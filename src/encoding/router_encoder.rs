use crate::encoding::{
    errors::EncodingError,
    models::{AddLiquidityOptions, ApprovalType, MethodParameters, Position, SwapOptions, Trade},
};

/// A high-level interface for encoding already computed trades into a single router transaction.
///
/// Implementations are pure: the same trades and options always produce byte-identical calldata,
/// and nothing is looked up on chain. In particular, approvals are never inferred. The caller is
/// responsible for knowing which allowances the router already holds.
pub trait RouterEncoder {
    /// Produces the calldata and native value for executing one or more trades.
    ///
    /// All trades must share their input token, output token and trade type. The resulting
    /// calldata is a single multicall guarded by the deadline or previous blockhash of
    /// `options.validation`.
    ///
    /// # Returns
    /// A [`MethodParameters`] holding the router address, the multicall calldata, the value to
    /// send and the bundled calls in execution order.
    fn swap_call_parameters(
        &self,
        trades: &[Trade],
        options: &SwapOptions,
    ) -> Result<MethodParameters, EncodingError>;

    /// Produces the calldata for swapping part of the input and depositing the result together
    /// with the remaining input into a concentrated-liquidity position.
    ///
    /// The swap output is always held by the router until the deposit. Leftovers of both tokens
    /// are swept back to the caller at the end.
    ///
    /// # Arguments
    /// * `trades` - Trades converting part of the input into the position's other token.
    /// * `options` - Swap options. Fees on the output are not supported here.
    /// * `position` - The position to open or increase, with the desired amounts.
    /// * `add_liquidity_options` - Mint a new position or increase an existing one.
    /// * `token_in_approval` - Allowance the router grants the position manager for the input.
    /// * `token_out_approval` - Allowance the router grants the position manager for the output.
    fn swap_and_add_call_parameters(
        &self,
        trades: &[Trade],
        options: &SwapOptions,
        position: &Position,
        add_liquidity_options: &AddLiquidityOptions,
        token_in_approval: ApprovalType,
        token_out_approval: ApprovalType,
    ) -> Result<MethodParameters, EncodingError>;
}
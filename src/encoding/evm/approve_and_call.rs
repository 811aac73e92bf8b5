use alloy::{primitives::aliases::I24, sol_types::SolCall};
use num_bigint::BigUint;
use tycho_common::Bytes;

use crate::encoding::{
    errors::EncodingError,
    evm::{
        abi::IApproveAndCall,
        utils::{biguint_to_u256, bytes_to_address, encode_call, fee_to_u24},
    },
    models::{AddLiquidityOptions, ApprovalType, EncodedCall, Position},
};

const MAX_TICK: i32 = 887_272;

/// Encodes the router granting the position manager an allowance for `token`, if one is needed.
pub fn encode_approve(
    token: &Bytes,
    approval_type: ApprovalType,
) -> Result<Option<EncodedCall>, EncodingError> {
    let token = bytes_to_address(token)?;
    let call = match approval_type {
        ApprovalType::NotRequired => return Ok(None),
        ApprovalType::Max => encode_call(IApproveAndCall::approveMaxCall { token }),
        ApprovalType::MaxMinusOne => encode_call(IApproveAndCall::approveMaxMinusOneCall { token }),
        ApprovalType::ZeroThenMax => encode_call(IApproveAndCall::approveZeroThenMaxCall { token }),
        ApprovalType::ZeroThenMaxMinusOne => {
            encode_call(IApproveAndCall::approveZeroThenMaxMinusOneCall { token })
        }
    };
    Ok(Some(call))
}

fn tick_to_i24(tick: i32) -> Result<I24, EncodingError> {
    if !(-MAX_TICK..=MAX_TICK).contains(&tick) {
        return Err(EncodingError::InvalidPosition(format!("Tick {tick} is out of range")));
    }
    I24::try_from(tick)
        .map_err(|_| EncodingError::InvalidPosition(format!("Tick {tick} does not fit into int24")))
}

/// Encodes the position manager call that deposits into `position`, wrapped in the router's
/// `callPositionManager`.
///
/// `amount0_min` and `amount1_min` bound the deposit against price movement between signing and
/// execution.
pub fn encode_add_liquidity(
    position: &Position,
    add_liquidity_options: &AddLiquidityOptions,
    amount0_min: &BigUint,
    amount1_min: &BigUint,
) -> Result<EncodedCall, EncodingError> {
    let token0 = bytes_to_address(&position.pool.token0)?;
    let token1 = bytes_to_address(&position.pool.token1)?;
    let (amount0_min, amount1_min) = (biguint_to_u256(amount0_min)?, biguint_to_u256(amount1_min)?);

    let inner = match add_liquidity_options {
        AddLiquidityOptions::Mint { recipient } => IApproveAndCall::mintCall {
            params: IApproveAndCall::MintParams {
                token0,
                token1,
                fee: fee_to_u24(position.pool.fee)?,
                tickLower: tick_to_i24(position.tick_lower)?,
                tickUpper: tick_to_i24(position.tick_upper)?,
                amount0Min: amount0_min,
                amount1Min: amount1_min,
                recipient: bytes_to_address(recipient)?,
            },
        }
        .abi_encode(),
        AddLiquidityOptions::Increase { token_id } => IApproveAndCall::increaseLiquidityCall {
            params: IApproveAndCall::IncreaseLiquidityParams {
                token0,
                token1,
                tokenId: biguint_to_u256(token_id)?,
                amount0Min: amount0_min,
                amount1Min: amount1_min,
            },
        }
        .abi_encode(),
    };

    Ok(encode_call(IApproveAndCall::callPositionManagerCall { data: inner.into() }))
}

#[cfg(test)]
mod tests {
    use alloy::hex::encode;
    use rstest::rstest;

    use super::*;
    use crate::encoding::models::PositionPool;

    fn position() -> Position {
        Position {
            pool: PositionPool {
                token0: Bytes::from("0xa0b86991c6218b36c1d19d4a2e9eb0ce3606eb48"),
                token1: Bytes::from("0xc02aaa39b223fe8d0a0e5c4f27ead9083c756cc2"),
                fee: 500,
            },
            tick_lower: -10,
            tick_upper: 10,
            amount0: BigUint::from(1000u32),
            amount1: BigUint::from(2000u32),
        }
    }

    #[rstest]
    #[case::max(ApprovalType::Max, "571ac8b0")]
    #[case::max_minus_one(ApprovalType::MaxMinusOne, "cab372ce")]
    #[case::zero_then_max(ApprovalType::ZeroThenMax, "639d71a9")]
    #[case::zero_then_max_minus_one(ApprovalType::ZeroThenMaxMinusOne, "ab3fdd50")]
    fn test_encode_approve(#[case] approval_type: ApprovalType, #[case] expected_selector: &str) {
        let token = Bytes::from("0xa0b86991c6218b36c1d19d4a2e9eb0ce3606eb48");
        let call = encode_approve(&token, approval_type)
            .unwrap()
            .unwrap();
        assert_eq!(
            encode(&call.data),
            format!(
                "{expected_selector}000000000000000000000000a0b86991c6218b36c1d19d4a2e9eb0ce3606eb48"
            )
        );
    }

    #[test]
    fn test_encode_approve_not_required() {
        let token = Bytes::from("0xa0b86991c6218b36c1d19d4a2e9eb0ce3606eb48");
        assert_eq!(encode_approve(&token, ApprovalType::NotRequired).unwrap(), None);
    }

    #[test]
    fn test_encode_mint() {
        let options = AddLiquidityOptions::Mint {
            recipient: Bytes::from("0xcd09f75E2BF2A4d11F3AB23f1389FcC1621c0cc2"),
        };
        let call = encode_add_liquidity(
            &position(),
            &options,
            &BigUint::from(990u32),
            &BigUint::from(1980u32),
        )
        .unwrap();

        assert_eq!(call.selector, "callPositionManager(bytes)");
        assert_eq!(
            encode(&call.data),
            String::from(concat!(
                // callPositionManager selector
                "b3a2af13",
                // data offset
                "0000000000000000000000000000000000000000000000000000000000000020",
                // data length: selector and 8 words
                "0000000000000000000000000000000000000000000000000000000000000104",
                // mint selector
                "11ed56c9",
                // token0
                "000000000000000000000000a0b86991c6218b36c1d19d4a2e9eb0ce3606eb48",
                // token1
                "000000000000000000000000c02aaa39b223fe8d0a0e5c4f27ead9083c756cc2",
                // fee
                "00000000000000000000000000000000000000000000000000000000000001f4",
                // tick lower
                "fffffffffffffffffffffffffffffffffffffffffffffffffffffffffffffff6",
                // tick upper
                "000000000000000000000000000000000000000000000000000000000000000a",
                // amount0 min
                "00000000000000000000000000000000000000000000000000000000000003de",
                // amount1 min
                "00000000000000000000000000000000000000000000000000000000000007bc",
                // recipient
                "000000000000000000000000cd09f75e2bf2a4d11f3ab23f1389fcc1621c0cc2",
                // padding
                "00000000000000000000000000000000000000000000000000000000",
            ))
        );
    }

    #[test]
    fn test_encode_increase_liquidity() {
        let options = AddLiquidityOptions::Increase { token_id: BigUint::from(42u32) };
        let call =
            encode_add_liquidity(&position(), &options, &BigUint::ZERO, &BigUint::ZERO).unwrap();
        let hex_call = encode(&call.data);
        // callPositionManager selector, offset, length, then the wrapped call
        assert_eq!(&hex_call[..8], "b3a2af13");
        assert_eq!(&hex_call[136..144], "f100b205");
        assert_eq!(&hex_call[272..336], format!("{:064x}", 42));
    }

    #[test]
    fn test_encode_out_of_range_tick_fails() {
        let mut position = position();
        position.tick_upper = 900_000;
        let options = AddLiquidityOptions::Increase { token_id: BigUint::from(1u32) };
        let res = encode_add_liquidity(&position, &options, &BigUint::ZERO, &BigUint::ZERO);
        assert!(matches!(res, Err(EncodingError::InvalidPosition(_))));
    }
}
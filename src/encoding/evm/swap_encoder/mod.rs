pub mod concentrated_liquidity;
pub mod constant_product;
use alloy::primitives::U256;

use crate::encoding::{
    errors::EncodingError,
    evm::{
        abi::IV2SwapRouter,
        utils::{biguint_to_u256, encode_call, hops_to_token_path, recipient_to_address},
    },
    models::{EncodedCall, EncodingContext, TradeType},
    swap_encoder::{SwapEncoder, SwapLeg},
};

/// Encodes swaps over constant-product pools through the router's V2 methods.
///
/// Every route becomes its own call: the V2 methods take the full token path, so routes never need
/// to be merged.
#[derive(Clone, Debug, Default)]
pub struct ConstantProductSwapEncoder;

impl SwapEncoder for ConstantProductSwapEncoder {
    fn plan_swaps<'a>(&self, legs: Vec<SwapLeg<'a>>) -> Result<Vec<SwapLeg<'a>>, EncodingError> {
        Ok(legs)
    }

    fn encode_swap(
        &self,
        leg: &SwapLeg,
        encoding_context: &EncodingContext,
    ) -> Result<EncodedCall, EncodingError> {
        let path = hops_to_token_path(leg.hops)?;
        let to = recipient_to_address(&encoding_context.recipient)?;
        let slippage = &encoding_context.slippage_tolerance;

        match encoding_context.trade_type {
            TradeType::ExactInput => {
                let amount_in = biguint_to_u256(&leg.amount_in)?;
                let amount_out_min = if encoding_context.aggregated_slippage_check {
                    U256::ZERO
                } else {
                    biguint_to_u256(&slippage.minimum_amount_out(&leg.amount_out))?
                };
                if leg.fee_on_transfer {
                    Ok(encode_call(
                        IV2SwapRouter::swapExactTokensForTokensSupportingFeeOnTransferTokensCall {
                            amountIn: amount_in,
                            amountOutMin: amount_out_min,
                            path,
                            to,
                        },
                    ))
                } else {
                    Ok(encode_call(IV2SwapRouter::swapExactTokensForTokensCall {
                        amountIn: amount_in,
                        amountOutMin: amount_out_min,
                        path,
                        to,
                    }))
                }
            }
            TradeType::ExactOutput => {
                if leg.fee_on_transfer {
                    return Err(EncodingError::InvalidTradeSet(
                        "Fee-on-transfer tokens can not be swapped with an exact output".to_string(),
                    ));
                }
                Ok(encode_call(IV2SwapRouter::swapTokensForExactTokensCall {
                    amountOut: biguint_to_u256(&leg.amount_out)?,
                    amountInMax: biguint_to_u256(&slippage.maximum_amount_in(&leg.amount_in))?,
                    path,
                    to,
                }))
            }
        }
    }

    fn clone_box(&self) -> Box<dyn SwapEncoder> {
        Box::new(self.clone())
    }
}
⁂
* Work to complete
Pick each line holding the word "offset" out of the data and copy it.

* Written response
                // data offset
        // callPositionManager selector, offset, length, then the wrapped call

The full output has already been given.